A deal was struck on Monday surrounding the redevelopment of the area housing the Domino Sugar Factory in Williamsburg, reported The New York Times.
The previous plan, which was converting the landmarked factory into luxury apartment rentals, had hit an impasse since Mayor Bill de Blasio took office, as some neighborhood advocates and the New York City Planning Commission grappled with how the affordability index should look:
That is, to what extent should the $1.5 billion 11-acre East River waterfront property with potentially breathtaking views of Manhattan be at all concerned with affordable housing development?
The previous deal was looking at 660 affordable housing units — mostly studios and one-bedrooms– out of 2,300 total. But the mayor felt that was too little.

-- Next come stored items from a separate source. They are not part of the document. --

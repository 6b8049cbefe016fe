//! Bittrex REST API endpoint constants.

use std::time::Duration;

/// Base URL for the Bittrex REST API, without the version segment.
pub const BITTREX_BASE_URL: &str = "https://bittrex.com/api";

/// Version segment of the documented API.
pub const API_VERSION: &str = "v1.1";

/// Version segment of the undocumented API used by the web frontend.
pub const UNDOCUMENTED_API_VERSION: &str = "v2.0";

/// Default time budget for one REST call (send plus full body read).
pub const DEFAULT_TIMEOUT: Duration = Duration::from_secs(30);

/// Public endpoints (no authentication required).
pub mod public {
    /// List all markets.
    pub const GET_MARKETS: &str = "public/getmarkets";
    /// List all currencies.
    pub const GET_CURRENCIES: &str = "public/getcurrencies";
    /// Current bid/ask/last for one market.
    pub const GET_TICKER: &str = "public/getticker";
    /// 24h summaries for all markets.
    pub const GET_MARKET_SUMMARIES: &str = "public/getmarketsummaries";
    /// 24h summary for one market.
    pub const GET_MARKET_SUMMARY: &str = "public/getmarketsummary";
    /// Order book for one market.
    pub const GET_ORDER_BOOK: &str = "public/getorderbook";
    /// Latest trades for one market.
    pub const GET_MARKET_HISTORY: &str = "public/getmarkethistory";
}

/// Trading endpoints (authentication required).
pub mod market {
    /// Place a limit buy order.
    pub const BUY_LIMIT: &str = "market/buylimit";
    /// Place a limit sell order.
    pub const SELL_LIMIT: &str = "market/selllimit";
    /// Place a market buy order.
    pub const BUY_MARKET: &str = "market/buymarket";
    /// Place a market sell order.
    pub const SELL_MARKET: &str = "market/sellmarket";
    /// Cancel an open order.
    pub const CANCEL: &str = "market/cancel";
    /// List open orders.
    pub const GET_OPEN_ORDERS: &str = "market/getopenorders";
}

/// Account endpoints (authentication required).
pub mod account {
    pub const GET_BALANCES: &str = "account/getbalances";
    pub const GET_BALANCE: &str = "account/getbalance";
    pub const GET_DEPOSIT_ADDRESS: &str = "account/getdepositaddress";
    pub const WITHDRAW: &str = "account/withdraw";
    pub const GET_ORDER: &str = "account/getorder";
    pub const GET_ORDER_HISTORY: &str = "account/getorderhistory";
    pub const GET_WITHDRAWAL_HISTORY: &str = "account/getwithdrawalhistory";
    pub const GET_DEPOSIT_HISTORY: &str = "account/getdeposithistory";
}

/// Endpoints of the undocumented v2.0 API.
pub mod undocumented {
    /// Candles for one market.
    pub const GET_TICKS: &str = "pub/market/getticks";
}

In the end, the property’s developer, Jed Walentas, agreed to increase the proportion of affordable two- and three-bedroom units of the roughly 700 units that would be reserved for low- and moderate-income residents.
In exchange, the developers will be allowed to build up to 55 stories above the East River, about 20 stories higher than current regulations permit and also charge higher rents for some of the affordable units.
It’s a compromise for both sides but still an early demonstration that, compared to his predecessor Michael Bloomberg, de Blasio’s approach to affordable housing will have developers marching to the beat of a different drum.